### Supplied material
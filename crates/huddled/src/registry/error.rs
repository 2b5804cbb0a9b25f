//! Registry errors.

use thiserror::Error;

/// Errors that can occur during registry operations.
#[derive(Debug, Clone, PartialEq, Eq, Error)]
pub enum RegistryError {
    /// Another session already holds the name.
    #[error("name already in use: {0}")]
    NameConflict(String),

    /// No session is registered under the name.
    #[error("name not registered: {0}")]
    NotFound(String),
}

#[cfg(test)]
mod tests {
    use super::*;

    #[test]
    fn test_registry_error_display() {
        let err = RegistryError::NameConflict("Alice".to_string());
        assert_eq!(err.to_string(), "name already in use: Alice");

        let err = RegistryError::NotFound("Bob".to_string());
        assert_eq!(err.to_string(), "name not registered: Bob");
    }
}
//! huddled - multi-user line-based chat server
//!
//! See `huddled --help` for options. Logging is controlled with `RUST_LOG`
//! (default `huddled=info`).

fn main() -> anyhow::Result<()> {
    huddled::cli::run()
}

### Work item
Your task is to repeat the data exactly, with nothing left out.

### Exercise solution
filename crates/huddled/src/registry/error.rs
repository 2b5804cbb0a9b25f
//! Registry errors.

use thiserror::Error;

/// Errors that can occur during registry operations.
#[derive(Debug, Clone, PartialEq, Eq, Error)]
pub enum RegistryError {
    /// Another session already holds the name.
    #[error("name already in use: {0}")]
    NameConflict(String),

    /// No session is registered under the name.
    #[error("name not registered: {0}")]
    NotFound(String),
}

#[cfg(test)]
mod tests {
    use super::*;

    #[test]
    fn test_registry_error_display() {
        let err = RegistryError::NameConflict("Alice".to_string());
        assert_eq!(err.to_string(), "name already in use: Alice");

        let err = RegistryError::NotFound("Bob".to_string());
        assert_eq!(err.to_string(), "name not registered: Bob");
    }
}
//! huddled - multi-user line-based chat server
//!
//! See `huddled --help` for options. Logging is controlled with `RUST_LOG`
//! (default `huddled=info`).

fn main() -> anyhow::Result<()> {
    huddled::cli::run()
}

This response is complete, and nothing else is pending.